At the recent Electronic Discovery Reference Model (EDRM) 2008-2009 project kickoff conference, I was pleased to participate in the formation of a new group focused on legal search. The primary goal of this group is to explore how to document, audit and defend the search process used. The recent Sedona Conference commentaries for Working Group 1 have also called out the need to validate search, culling, review and all other methods that comprise your discovery response process. This is exciting stuff and not just for us techno-junkies.
Even when search engines perform exactly as designed, counsel and their technical support need to understand how the systems handle their unique blend of corporate ESI. The configurations of enterprise messaging and file systems change over time and that actually changes the characteristics and metadata available to search engines. Consider the major changes in how message envelopes are formatted between Exchange 2003 and Exchange 2007. Now consider the fact the most corporate major upgrades are spread over quarters and you realize that almost every large enterprise environment has multiple systems that are running in a mixed mode (i.e. more than one version of the system running simultaneously).
All of this does not mean that it is impossible to conduct a reasonable, defensible search, preservation or collection.
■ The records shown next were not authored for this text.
use crate::{
    api::{month_label, notification::notify_best_effort, now_local},
    auth::auth::AuthUser,
    config::Config,
    error::ApiError,
    model::{
        notification::{NewNotification, NotificationKind},
        payment::{Payment, PaymentMethod, PaymentStatus},
    },
};
use actix_web::{HttpResponse, web};
use serde::{Deserialize, Serialize};
use serde_json::json;
use sqlx::MySqlPool;
use utoipa::ToSchema;

const PAYMENT_COLUMNS: &str = "id, user_id, user_email, amount, currency, transaction_id, \
     payment_method, status, month, created_at, verified_at, verified_by";

#[derive(Deserialize, ToSchema)]
pub struct SubmitPayment {
    /// UPI transaction reference shown by the payer's app
    #[schema(example = "UPI123456789")]
    pub transaction_id: String,
}

#[derive(Deserialize, ToSchema)]
pub struct OfflinePayment {
    #[schema(example = 7)]
    pub user_id: u64,
    #[schema(example = 3000.0)]
    pub amount: f64,
}

#[derive(Serialize, ToSchema)]
pub struct PaymentStatusResponse {
    #[schema(example = "January 2026")]
    pub month: String,
    #[schema(example = "pending", nullable = true)]
    pub status: Option<PaymentStatus>,
}

/// Status of the member's latest payment for `month`, if any.
pub(crate) async fn current_payment_status(
    pool: &MySqlPool,
    user_id: u64,
    month: &str,
) -> Result<Option<PaymentStatus>, sqlx::Error> {
    let status = sqlx::query_scalar::<_, String>(
        r#"
        SELECT status FROM payments
        WHERE user_id = ? AND month = ?
        ORDER BY created_at DESC, id DESC
        LIMIT 1
        "#,
    )
    .bind(user_id)
    .bind(month)
    .fetch_optional(pool)
    .await?;

    Ok(status.and_then(|s| s.parse().ok()))
}

pub(crate) async fn fetch_all_payments(pool: &MySqlPool) -> Result<Vec<Payment>, sqlx::Error> {
    sqlx::query_as::<_, Payment>(&format!(
        "SELECT {PAYMENT_COLUMNS} FROM payments ORDER BY created_at DESC, id DESC"
    ))
    .fetch_all(pool)
    .await
}

async fn fetch_payment(pool: &MySqlPool, payment_id: u64) -> Result<Payment, ApiError> {
    sqlx::query_as::<_, Payment>(&format!(
        "SELECT {PAYMENT_COLUMNS} FROM payments WHERE id = ?"
    ))
    .bind(payment_id)
    .fetch_optional(pool)
    .await?
    .ok_or_else(|| ApiError::not_found("Payment not found"))
}

async fn user_email(pool: &MySqlPool, user_id: u64) -> Result<String, ApiError> {
    sqlx::query_scalar::<_, String>("SELECT email FROM users WHERE id = ?")
        .bind(user_id)
        .fetch_optional(pool)
        .await?
        .ok_or_else(|| ApiError::not_found("User not found"))
}

/// Submit this month's UPI payment for verification
#[utoipa::path(
    post,
    path = "/api/payments",
    request_body = SubmitPayment,
    responses(
        (status = 201, description = "Payment submitted", body = Object, example = json!({
            "message": "Payment submitted for verification",
            "status": "pending",
            "month": "January 2026",
            "amount": 3000.0
        })),
        (status = 400, description = "Missing transaction id"),
        (status = 401, description = "Unauthorized")
    ),
    security(("bearer_auth" = [])),
    tag = "Payments"
)]
pub async fn submit_payment(
    auth: AuthUser,
    pool: web::Data<MySqlPool>,
    config: web::Data<Config>,
    payload: web::Json<SubmitPayment>,
) -> Result<HttpResponse, ApiError> {
    let transaction_id = payload.transaction_id.trim();
    if transaction_id.is_empty() {
        return Err(ApiError::bad_request("transaction_id is required"));
    }

    let now = now_local();
    let month = month_label(now);

    let result = sqlx::query(
        r#"
        INSERT INTO payments
            (user_id, user_email, amount, currency, transaction_id, payment_method, status, month,
             created_at)
        VALUES (?, ?, ?, 'INR', ?, ?, ?, ?, ?)
        "#,
    )
    .bind(auth.user_id)
    .bind(&auth.email)
    .bind(config.monthly_fee)
    .bind(transaction_id)
    .bind(PaymentMethod::Upi.as_ref())
    .bind(PaymentStatus::Pending.as_ref())
    .bind(&month)
    .bind(now)
    .execute(pool.get_ref())
    .await
    .map_err(|e| {
        tracing::error!(error = %e, user_id = auth.user_id, "Failed to record payment");
        ApiError::Internal
    })?;

    tracing::info!(user_id = auth.user_id, %month, "Payment submitted");

    Ok(HttpResponse::Created().json(json!({
        "message": "Payment submitted for verification",
        "id": result.last_insert_id(),
        "status": PaymentStatus::Pending,
        "month": month,
        "amount": config.monthly_fee
    })))
}

/// Record a cash payment collected at the mess (admin)
#[utoipa::path(
    post,
    path = "/api/payments/offline",
    request_body = OfflinePayment,
    responses(
        (status = 201, description = "Offline payment recorded"),
        (status = 400, description = "Invalid amount"),
        (status = 403, description = "Forbidden"),
        (status = 404, description = "User not found")
    ),
    security(("bearer_auth" = [])),
    tag = "Payments"
)]
pub async fn record_offline_payment(
    auth: AuthUser,
    pool: web::Data<MySqlPool>,
    payload: web::Json<OfflinePayment>,
) -> Result<HttpResponse, ApiError> {
    auth.require_admin()?;

    if !(payload.amount.is_finite() && payload.amount > 0.0) {
        return Err(ApiError::bad_request("amount must be greater than zero"));
    }

    let email = user_email(pool.get_ref(), payload.user_id).await?;
    let now = now_local();
    let month = month_label(now);

    let result = sqlx::query(
        r#"
        INSERT INTO payments
            (user_id, user_email, amount, currency, payment_method, status, month,
             created_at, verified_at, verified_by)
        VALUES (?, ?, ?, 'INR', ?, ?, ?, ?, ?, ?)
        "#,
    )
    .bind(payload.user_id)
    .bind(&email)
    .bind(payload.amount)
    .bind(PaymentMethod::Offline.as_ref())
    .bind(PaymentStatus::Verified.as_ref())
    .bind(&month)
    .bind(now)
    .bind(now)
    .bind(&auth.email)
    .execute(pool.get_ref())
    .await?;

    tracing::info!(user_id = payload.user_id, amount = payload.amount, by = %auth.email, "Offline payment recorded");

    Ok(HttpResponse::Created().json(json!({
        "message": "Offline payment recorded",
        "id": result.last_insert_id(),
        "status": PaymentStatus::Verified,
        "month": month
    })))
}

async fn settle_payment(
    auth: &AuthUser,
    pool: &MySqlPool,
    payment_id: u64,
    decision: PaymentStatus,
) -> Result<HttpResponse, ApiError> {
    auth.require_admin()?;

    let payment = fetch_payment(pool, payment_id).await?;

    let result = sqlx::query(
        r#"
        UPDATE payments
        SET status = ?, verified_at = ?, verified_by = ?
        WHERE id = ?
        AND status = 'pending'
        "#,
    )
    .bind(decision.as_ref())
    .bind(now_local())
    .bind(&auth.email)
    .bind(payment_id)
    .execute(pool)
    .await?;

    if result.rows_affected() == 0 {
        return Err(ApiError::bad_request("Payment already processed"));
    }

    let (kind, title) = match decision {
        PaymentStatus::Verified => (NotificationKind::PaymentVerified, "Payment verified"),
        _ => (NotificationKind::PaymentRejected, "Payment rejected"),
    };
    let message = format!(
        "Your payment of {:.2} {} for {} was {}.",
        payment.amount, payment.currency, payment.month, decision
    );
    notify_best_effort(pool, NewNotification::new(payment.user_id, kind, title, message)).await;

    tracing::info!(payment_id, status = %decision, by = %auth.email, "Payment settled");

    Ok(HttpResponse::Ok().json(json!({ "message": title })))
}

#[utoipa::path(
    put,
    path = "/api/payments/{payment_id}/verify",
    params(("payment_id" = u64, Path, description = "Payment id")),
    responses(
        (status = 200, description = "Payment verified"),
        (status = 400, description = "Already processed"),
        (status = 403, description = "Forbidden"),
        (status = 404, description = "Payment not found")
    ),
    security(("bearer_auth" = [])),
    tag = "Payments"
)]
pub async fn verify_payment(
    auth: AuthUser,
    pool: web::Data<MySqlPool>,
    path: web::Path<u64>,
) -> Result<HttpResponse, ApiError> {
    settle_payment(&auth, pool.get_ref(), path.into_inner(), PaymentStatus::Verified).await
}

#[utoipa::path(
    put,
    path = "/api/payments/{payment_id}/reject",
    params(("payment_id" = u64, Path, description = "Payment id")),
    responses(
        (status = 200, description = "Payment rejected"),
        (status = 400, description = "Already processed"),
        (status = 403, description = "Forbidden"),
        (status = 404, description = "Payment not found")
    ),
    security(("bearer_auth" = [])),
    tag = "Payments"
)]
pub async fn reject_payment(
    auth: AuthUser,
    pool: web::Data<MySqlPool>,
    path: web::Path<u64>,
) -> Result<HttpResponse, ApiError> {
    settle_payment(&auth, pool.get_ref(), path.into_inner(), PaymentStatus::Rejected).await
}

/// Payments; members see their own, admins see all
#[utoipa::path(
    get,
    path = "/api/payments",
    responses(
        (status = 200, description = "Payments, newest first", body = [Payment]),
        (status = 401, description = "Unauthorized")
    ),
    security(("bearer_auth" = [])),
    tag = "Payments"
)]
pub async fn list_payments(
    auth: AuthUser,
    pool: web::Data<MySqlPool>,
) -> Result<HttpResponse, ApiError> {
    let payments = if auth.is_admin {
        fetch_all_payments(pool.get_ref()).await?
    } else {
        sqlx::query_as::<_, Payment>(&format!(
            "SELECT {PAYMENT_COLUMNS} FROM payments WHERE user_id = ? \
             ORDER BY created_at DESC, id DESC"
        ))
        .bind(auth.user_id)
        .fetch_all(pool.get_ref())
        .await?
    };

    Ok(HttpResponse::Ok().json(payments))
}

/// The caller's payment status for the current month
#[utoipa::path(
    get,
    path = "/api/payments/status",
    responses(
        (status = 200, description = "Status of the latest payment this month", body = PaymentStatusResponse)
    ),
    security(("bearer_auth" = [])),
    tag = "Payments"
)]
pub async fn payment_status(
    auth: AuthUser,
    pool: web::Data<MySqlPool>,
) -> Result<HttpResponse, ApiError> {
    let month = month_label(now_local());
    let status = current_payment_status(pool.get_ref(), auth.user_id, &month).await?;

    Ok(HttpResponse::Ok().json(PaymentStatusResponse { month, status }))
}

#[cfg(test)]
mod tests {
    use super::*;

    #[test]
    fn status_response_serializes_missing_status_as_null() {
        let body = serde_json::to_value(PaymentStatusResponse {
            month: "January 2026".into(),
            status: None,
        })
        .unwrap();
        assert_eq!(body, json!({ "month": "January 2026", "status": null }));

        let body = serde_json::to_value(PaymentStatusResponse {
            month: "January 2026".into(),
            status: Some(PaymentStatus::Verified),
        })
        .unwrap();
        assert_eq!(body["status"], "verified");
    }
}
Instead it points out the need to understand your environment and to document the efforts made to test and analyze the capabilities and exceptions of potential eDiscovery technology before putting them to use. With more innovative CIO's looking to implement enterprise search and analytics, it is critical that the legal department collaborates on the system requirements and testing process.
This concept of test before you trust applies to service providers as well as applications. The Autonomy Book on Compliance, Risk, Legal and Regulatory Technologies gives excellent basic guidelines for key testing considerations in a Proof of Concept scenario. They expand on these basic concepts in a full whitepaper titled, "A Guide to a Successful PoC: The Dos and Don'ts for Selecting Unstructured Data Management Software." We need more awareness of the pitfalls around implementation and adoption of untested technology and process. Do not let your faith in your existing system keep you from giving it a pop quiz.